* Your objective
The job is to find each line of the records below that includes the word "constant" and copy it.

Records excerpted from a collection:
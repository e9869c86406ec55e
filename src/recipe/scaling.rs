//! Centering and scaling of numeric columns

use crate::data::{self, ColumnType};
use crate::error::{Result, TabflowError};
use polars::prelude::*;
use serde::{Deserialize, Serialize};
use tracing::warn;

/// Which parts of standardisation to apply
#[derive(Debug, Clone, Copy, PartialEq, Eq, Serialize, Deserialize)]
pub enum ScaleKind {
    /// x - mean
    Center,
    /// x / sd
    Scale,
    /// (x - mean) / sd
    Normalize,
}

/// Parameters learned for one column
#[derive(Debug, Clone, Serialize, Deserialize)]
struct ScalerParams {
    column: String,
    center: f64,
    scale: f64,
}

/// Trained column scaler
#[derive(Debug, Clone, Serialize, Deserialize)]
pub struct Scaler {
    kind: ScaleKind,
    params: Vec<ScalerParams>,
}

impl Scaler {
    /// Learn means and standard deviations from the training frame
    pub fn fit(df: &DataFrame, columns: &[String], kind: ScaleKind) -> Result<Self> {
        let mut params = Vec::with_capacity(columns.len());
        let mut zero_sd = Vec::new();

        for name in columns {
            if data::column_type(df, name)? != ColumnType::Numeric {
                return Err(TabflowError::RecipeError(format!(
                    "scaling requires a numeric column, '{}' is not",
                    name
                )));
            }
            let values: Vec<f64> = data::numeric_values(df, name)?.into_iter().flatten().collect();
            let (mean, sd) = data::mean_sd(&values);

            let center = if kind == ScaleKind::Scale {
                0.0
            } else if mean.is_finite() {
                mean
            } else {
                warn!(column = %name, "No finite values to center on, using 0");
                0.0
            };

            let scale = if kind == ScaleKind::Center {
                1.0
            } else if sd.is_finite() && sd > 0.0 {
                sd
            } else {
                zero_sd.push(name.clone());
                1.0
            };

            params.push(ScalerParams { column: name.clone(), center, scale });
        }

        if !zero_sd.is_empty() {
            warn!(columns = ?zero_sd, "Zero variance columns cannot be scaled, leaving scale at 1");
        }

        Ok(Self { kind, params })
    }

    /// Apply the learned parameters; absent columns are skipped
    pub fn transform(&self, df: &DataFrame) -> Result<DataFrame> {
        let mut result = df.clone();
        for p in &self.params {
            if !data::has_column(&result, &p.column) {
                continue;
            }
            let scaled: Vec<Option<f64>> = data::numeric_values(&result, &p.column)?
                .into_iter()
                .map(|v| v.map(|x| (x - p.center) / p.scale))
                .collect();
            data::replace_column(&mut result, data::float_series(&p.column, scaled))?;
        }
        Ok(result)
    }

    pub fn kind(&self) -> ScaleKind {
        self.kind
    }

    /// Learned statistics, one row per column and statistic
    pub fn tidy(&self) -> Result<DataFrame> {
        let mut terms = Vec::new();
        let mut statistic = Vec::new();
        let mut value = Vec::new();
        for p in &self.params {
            if self.kind != ScaleKind::Scale {
                terms.push(p.column.clone());
                statistic.push("mean");
                value.push(p.center);
            }
            if self.kind != ScaleKind::Center {
                terms.push(p.column.clone());
                statistic.push("sd");
                value.push(p.scale);
            }
        }
        Ok(df!(
            "terms" => terms,
            "statistic" => statistic,
            "value" => value,
        )?)
    }
}

#[cfg(test)]
mod tests {
    use super::*;

    fn train() -> DataFrame {
        df!(
            "x" => &[1.0, 2.0, 3.0, 4.0, 5.0],
            "c" => &[7.0, 7.0, 7.0, 7.0, 7.0],
        )
        .unwrap()
    }

    #[test]
    fn test_normalize() {
        let scaler = Scaler::fit(&train(), &["x".to_string()], ScaleKind::Normalize).unwrap();
        let out = scaler.transform(&train()).unwrap();
        let x: Vec<f64> = data::numeric_values(&out, "x").unwrap().into_iter().flatten().collect();
        let (mean, sd) = data::mean_sd(&x);
        assert!(mean.abs() < 1e-12);
        assert!((sd - 1.0).abs() < 1e-12);
    }

    #[test]
    fn test_center_uses_training_mean() {
        let scaler = Scaler::fit(&train(), &["x".to_string()], ScaleKind::Center).unwrap();
        let new = df!("x" => &[3.0, 13.0]).unwrap();
        let out = scaler.transform(&new).unwrap();
        assert_eq!(data::numeric_values(&out, "x").unwrap(), vec![Some(0.0), Some(10.0)]);
    }

    #[test]
    fn test_zero_sd_divides_by_one() {
        let scaler = Scaler::fit(&train(), &["c".to_string()], ScaleKind::Scale).unwrap();
        let out = scaler.transform(&train()).unwrap();
        assert_eq!(data::numeric_values(&out, "c").unwrap()[0], Some(7.0));
    }

    #[test]
    fn test_tidy_lists_statistics() {
        let scaler = Scaler::fit(&train(), &["x".to_string()], ScaleKind::Normalize).unwrap();
        let tidy = scaler.tidy().unwrap();
        assert_eq!(tidy.height(), 2);
    }
}
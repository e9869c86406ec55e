//! Walkthrough Example
//!
//! Split a synthetic two-class dataset, preprocess it with a recipe, fit a
//! logistic regression and a random forest, evaluate both on the test set and
//! compare them with 10-fold cross-validation on the training set.

use polars::prelude::*;
use rand::{Rng, SeedableRng};
use rand_chacha::ChaCha8Rng;
use std::time::Instant;
use tabflow::prelude::*;

/// Cell-image style data: skewed positive measurements, a redundant copy of
/// one of them, a constant column, a nominal plate id and an id column
fn synthetic_cells(n: usize, seed: u64) -> PolarsResult<DataFrame> {
    let mut rng = ChaCha8Rng::seed_from_u64(seed);
    let mut id = Vec::with_capacity(n);
    let mut area = Vec::with_capacity(n);
    let mut area_copy = Vec::with_capacity(n);
    let mut intensity = Vec::with_capacity(n);
    let mut shape = Vec::with_capacity(n);
    let mut constant = Vec::with_capacity(n);
    let mut plate = Vec::with_capacity(n);
    let mut class = Vec::with_capacity(n);

    for i in 0..n {
        let a: f64 = (rng.gen::<f64>() * 3.0).exp() * 50.0;
        let b: f64 = rng.gen::<f64>() * 200.0 + 10.0;
        let s: f64 = rng.gen::<f64>();
        let p = ["A", "B", "C"][rng.gen_range(0..3)];
        let score = (a.ln() - 5.4) * 1.2 - (b - 110.0) / 60.0 + (s - 0.5) * 2.0
            + if p == "C" { 0.5 } else { 0.0 }
            + (rng.gen::<f64>() - 0.5) * 2.0;

        id.push(format!("cell_{:04}", i));
        area.push(a);
        area_copy.push(a * 1.01 + rng.gen::<f64>());
        intensity.push(b);
        shape.push(s);
        constant.push(1.0);
        plate.push(p);
        class.push(if score > 0.0 { "PS" } else { "WS" });
    }

    df!(
        "cell_id" => id,
        "area" => area,
        "area_copy" => area_copy,
        "intensity" => intensity,
        "shape" => shape,
        "constant" => constant,
        "plate" => plate,
        "class" => class,
    )
}

fn print_metrics(estimates: &[MetricEstimate]) {
    for e in estimates {
        println!("  {:<14} {:<12} {:>8.4}", e.metric.name(), e.estimator, e.estimate);
    }
}

fn main() -> anyhow::Result<()> {
    tracing_subscriber::fmt()
        .with_env_filter(
            tracing_subscriber::EnvFilter::try_from_default_env()
                .unwrap_or_else(|_| "tabflow=warn".into()),
        )
        .init();

    let cells = synthetic_cells(1000, 123)?;
    println!("Dataset: {} samples, {} columns", cells.height(), cells.width());
    println!("Class levels: {:?}\n", tabflow::data::levels(&cells, "class")?);

    // Stratified 3/4 split
    let split = initial_split(&cells, &SplitConfig::new().with_strata("class").with_seed(123))?;
    let train = split.training(&cells)?;
    let test = split.testing(&cells)?;
    println!("Train: {} rows, Test: {} rows\n", train.height(), test.height());

    let recipe = Recipe::new("class")
        .update_role(&["cell_id"], Role::Id)
        .step_dummy(all_nominal_predictors())
        .step_log(columns(&["area", "area_copy"]))
        .step_corr(all_numeric_predictors(), 0.9)
        .step_normalize(all_numeric_predictors())
        .step_zv(all_predictors());

    let prepared = recipe.prep(&train)?;
    println!("Prepared recipe keeps {} predictors: {:?}", prepared.predictors().len(), prepared.predictors());
    let baked = prepared.bake(&test)?;
    println!("Baked test set: {} rows × {} cols\n", baked.height(), baked.width());

    let metrics = MetricSet::classification_default();
    let base = Workflow::new().add_recipe(recipe);
    let logistic = base.update_model(logistic_reg());
    let forest = base.update_model(
        rand_forest()
            .with_trees(100)
            .with_num_threads(4)
            .with_seed(123)
            .set_mode(Mode::Classification)?,
    );

    // Fit on training, evaluate on testing
    for (name, workflow) in [("logistic_reg", &logistic), ("rand_forest", &forest)] {
        let start = Instant::now();
        let result = last_fit(workflow, &split, &cells, &metrics)?;
        println!("{} (test set, {} ms)", name, start.elapsed().as_millis());
        print_metrics(result.collect_metrics());

        let predictions = result.collect_predictions();
        let levels = result.extract_workflow().levels().unwrap_or_default();
        let roc = RocCurve::from_frame(predictions, "class", levels)?;
        for ((level, points), (_, area)) in roc.curves.iter().zip(roc.areas()) {
            println!("  ROC curve for {}: {} points, area {:.4}", level, points.len(), area);
        }
        println!();
    }

    let fitted = logistic.fit(&train)?;
    if let Some(coefs) = fitted.extract_fit().coefficients() {
        println!("Logistic regression coefficients (intercept {:.4}):", coefs.intercept);
        for (name, w) in fitted.predictors().iter().zip(coefs.weights.iter()) {
            println!("  {:<14} {:>8.4}", name, w);
        }
        println!();
    }

    let augmented = fitted.augment(&test)?;
    println!("{}\n", augmented.select([".pred_class", ".pred_PS", ".pred_WS", "class"])?.head(Some(5)));

    // Resampled comparison
    let folds = vfold_cv(&train, &VfoldConfig::new(10).with_seed(123))?;
    let comparison = compare_workflows(
        &[("logistic_reg".to_string(), logistic), ("rand_forest".to_string(), forest)],
        &folds,
        &train,
        &metrics,
        &ResampleControl::new(),
        Metric::RocAuc,
    )?;

    println!("10-fold cross-validation on the training set");
    println!("{:<6} {:<16} {:>10} {:>10} {:>10}", "Rank", "Model", "roc_auc", "std_err", "Time (s)");
    println!("{}", "-".repeat(56));
    for entry in &comparison.entries {
        let summary = entry.summary_for(Metric::RocAuc);
        println!(
            "{:<6} {:<16} {:>10.4} {:>10.4} {:>10.2}",
            entry.rank,
            entry.name,
            summary.map_or(f64::NAN, |s| s.mean),
            summary.map_or(f64::NAN, |s| s.std_err),
            entry.fit_time_secs
        );
    }

    Ok(())
}
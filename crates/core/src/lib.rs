pub mod document;
pub mod document_store;
pub mod host;
pub mod language;
pub mod local_fs;
pub mod memory_fs;
pub mod surface;

pub use document::{label_for_path, Document, DocumentId, DocumentPatch, UNTITLED_LABEL};
pub use document_store::{Activation, DocumentEvent, DocumentStore};
pub use host::{
    sort_entries, CursorPosition, DirEntry, EntryKind, HostError, HostFs, SurfaceEvent,
    SurfaceListener, TextSurface,
};
pub use language::{detect_language, language_for_extension, PLAIN_TEXT};
pub use local_fs::{DialogAnswers, LocalHostFs};
pub use memory_fs::MemoryHostFs;
pub use surface::BufferSurface;
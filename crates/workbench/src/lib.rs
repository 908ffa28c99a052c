//! Workbench coordinator tying documents, sessions, the explorer and search together.
//! 協調文件、工作階段、檔案總管與搜尋的工作台模組。

pub mod console;
pub mod coordinator;
pub mod events;

pub use console::{ConsoleEntry, ConsoleLevel, ConsoleLog, DEFAULT_CONSOLE_CAPACITY};
pub use coordinator::{
    Coordinator, OpenOutcome, SaveOutcome, SearchResults, SearchScope, WorkbenchError,
};
pub use events::{WorkbenchEvent, WorkbenchListener};
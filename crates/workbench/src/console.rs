use std::collections::VecDeque;
use std::fmt;

pub const DEFAULT_CONSOLE_CAPACITY: usize = 500;

/// 訊息等級。 / Severity of a console line.
#[derive(Debug, Clone, Copy, PartialEq, Eq)]
pub enum ConsoleLevel {
    Info,
    Error,
}

/// 一行主控台訊息。 / One line of the user-visible console.
#[derive(Debug, Clone, PartialEq, Eq)]
pub struct ConsoleEntry {
    pub seq: u64,
    pub level: ConsoleLevel,
    pub message: String,
}

impl fmt::Display for ConsoleEntry {
    fn fmt(&self, f: &mut fmt::Formatter<'_>) -> fmt::Result {
        match self.level {
            ConsoleLevel::Info => write!(f, "{}", self.message),
            ConsoleLevel::Error => write!(f, "Error: {}", self.message),
        }
    }
}

/// 使用者可見的操作紀錄，超過容量時捨棄最舊的訊息。 / User-visible operation log; drops the oldest lines beyond capacity.
#[derive(Debug, Clone)]
pub struct ConsoleLog {
    capacity: usize,
    next_seq: u64,
    entries: VecDeque<ConsoleEntry>,
}

impl Default for ConsoleLog {
    fn default() -> Self {
        Self::new(DEFAULT_CONSOLE_CAPACITY)
    }
}

impl ConsoleLog {
    pub fn new(capacity: usize) -> Self {
        let capacity = capacity.max(1);
        Self {
            capacity,
            next_seq: 0,
            entries: VecDeque::with_capacity(capacity),
        }
    }

    pub fn info(&mut self, message: impl Into<String>) {
        self.push(ConsoleLevel::Info, message.into());
    }

    pub fn error(&mut self, message: impl Into<String>) {
        self.push(ConsoleLevel::Error, message.into());
    }

    pub fn entries(&self) -> impl Iterator<Item = &ConsoleEntry> {
        self.entries.iter()
    }

    pub fn last(&self) -> Option<&ConsoleEntry> {
        self.entries.back()
    }

    /// 是否有包含指定文字的訊息。 / Whether any retained line contains `needle`.
    pub fn contains(&self, needle: &str) -> bool {
        self.entries.iter().any(|entry| entry.message.contains(needle))
    }

    pub fn errors(&self) -> impl Iterator<Item = &ConsoleEntry> {
        self.entries
            .iter()
            .filter(|entry| entry.level == ConsoleLevel::Error)
    }

    pub fn len(&self) -> usize {
        self.entries.len()
    }

    pub fn is_empty(&self) -> bool {
        self.entries.is_empty()
    }

    pub fn clear(&mut self) {
        self.entries.clear();
    }

    fn push(&mut self, level: ConsoleLevel, message: String) {
        self.next_seq += 1;
        self.entries.push_back(ConsoleEntry {
            seq: self.next_seq,
            level,
            message,
        });
        while self.entries.len() > self.capacity {
            self.entries.pop_front();
        }
    }
}
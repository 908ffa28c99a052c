//! Literal text search for InkEdit.
//!
//! `search_text` scans one buffer line by line; `search_tree` walks a folder
//! through the host filesystem, pruning hidden and build/dependency folders and
//! skipping binary formats by extension. `SearchReport` groups the flat match
//! list by file for result panels and the CLI.

mod walk;

use std::path::PathBuf;

use regex::{Regex, RegexBuilder};
use thiserror::Error;

pub use walk::{is_binary_file, search_tree, should_skip_entry, BINARY_EXTENSIONS, SKIPPED_DIRS};

/// Error conditions raised by the search engine.
#[derive(Debug, Error, PartialEq, Eq)]
pub enum SearchError {
    #[error("invalid pattern: {0}")]
    InvalidPattern(String),
}

/// One occurrence inside a single buffer. Columns are character offsets into
/// `line_text`, half-open.
#[derive(Clone, Debug, PartialEq, Eq)]
pub struct LineMatch {
    pub line_number: usize,
    pub line_text: String,
    pub match_start: usize,
    pub match_end: usize,
}

/// One occurrence inside a file of a workspace search.
#[derive(Clone, Debug, PartialEq, Eq)]
pub struct SearchMatch {
    pub file_path: PathBuf,
    pub file_name: String,
    pub line_number: usize,
    pub line_text: String,
    pub match_start: usize,
    pub match_end: usize,
}

impl SearchMatch {
    pub fn from_line(file_path: PathBuf, line: LineMatch) -> Self {
        let file_name = file_path
            .file_name()
            .map(|name| name.to_string_lossy().into_owned())
            .unwrap_or_else(|| file_path.display().to_string());
        Self {
            file_path,
            file_name,
            line_number: line.line_number,
            line_text: line.line_text,
            match_start: line.match_start,
            match_end: line.match_end,
        }
    }
}

/// Returns `true` when a query should clear results instead of searching.
pub fn is_blank_query(query: &str) -> bool {
    query.trim().is_empty()
}

/// Finds every non-overlapping, case-sensitive, literal occurrence of `query`,
/// left to right within each line. An empty query yields no matches.
pub fn search_text(content: &str, query: &str) -> Result<Vec<LineMatch>, SearchError> {
    if query.is_empty() {
        return Ok(Vec::new());
    }
    let regex = build_literal(query)?;
    let mut matches = Vec::new();
    for (index, raw_line) in content.split('\n').enumerate() {
        let line = raw_line.strip_suffix('\r').unwrap_or(raw_line);
        for found in regex.find_iter(line) {
            let match_start = line[..found.start()].chars().count();
            let match_end = match_start + found.as_str().chars().count();
            matches.push(LineMatch {
                line_number: index + 1,
                line_text: line.to_string(),
                match_start,
                match_end,
            });
        }
    }
    Ok(matches)
}

fn build_literal(query: &str) -> Result<Regex, SearchError> {
    RegexBuilder::new(&regex::escape(query))
        .case_insensitive(false)
        .build()
        .map_err(|err| SearchError::InvalidPattern(err.to_string()))
}

/// Summary of search results, used for UI counters.
#[derive(Clone, Copy, Debug, Default, PartialEq, Eq)]
pub struct SearchSummary {
    pub total_matches: usize,
    pub files_with_matches: usize,
}

/// All matches of one file, in line order.
#[derive(Clone, Debug, PartialEq, Eq)]
pub struct FileMatches {
    pub file_path: PathBuf,
    pub file_name: String,
    pub matches: Vec<SearchMatch>,
}

/// Workspace results grouped by file, in discovery order.
#[derive(Clone, Debug, Default, PartialEq, Eq)]
pub struct SearchReport {
    pub query: String,
    pub files: Vec<FileMatches>,
    pub total_matches: usize,
}

impl SearchReport {
    pub fn new(query: impl Into<String>, matches: Vec<SearchMatch>) -> Self {
        let total_matches = matches.len();
        let mut files: Vec<FileMatches> = Vec::new();
        for found in matches {
            match files.last_mut() {
                Some(group) if group.file_path == found.file_path => group.matches.push(found),
                _ => files.push(FileMatches {
                    file_path: found.file_path.clone(),
                    file_name: found.file_name.clone(),
                    matches: vec![found],
                }),
            }
        }
        Self {
            query: query.into(),
            files,
            total_matches,
        }
    }

    pub fn is_empty(&self) -> bool {
        self.total_matches == 0
    }

    /// Returns a compact summary with aggregate statistics.
    pub fn summary(&self) -> SearchSummary {
        SearchSummary {
            total_matches: self.total_matches,
            files_with_matches: self.files.len(),
        }
    }

    /// Matches in the original flat order.
    pub fn matches(&self) -> impl Iterator<Item = &SearchMatch> {
        self.files.iter().flat_map(|group| group.matches.iter())
    }
}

* Written solution
/// one of them, a constant column, a nominal plate id and an id column
    let mut constant = Vec::with_capacity(n);
        constant.push(1.0);
        "constant" => constant,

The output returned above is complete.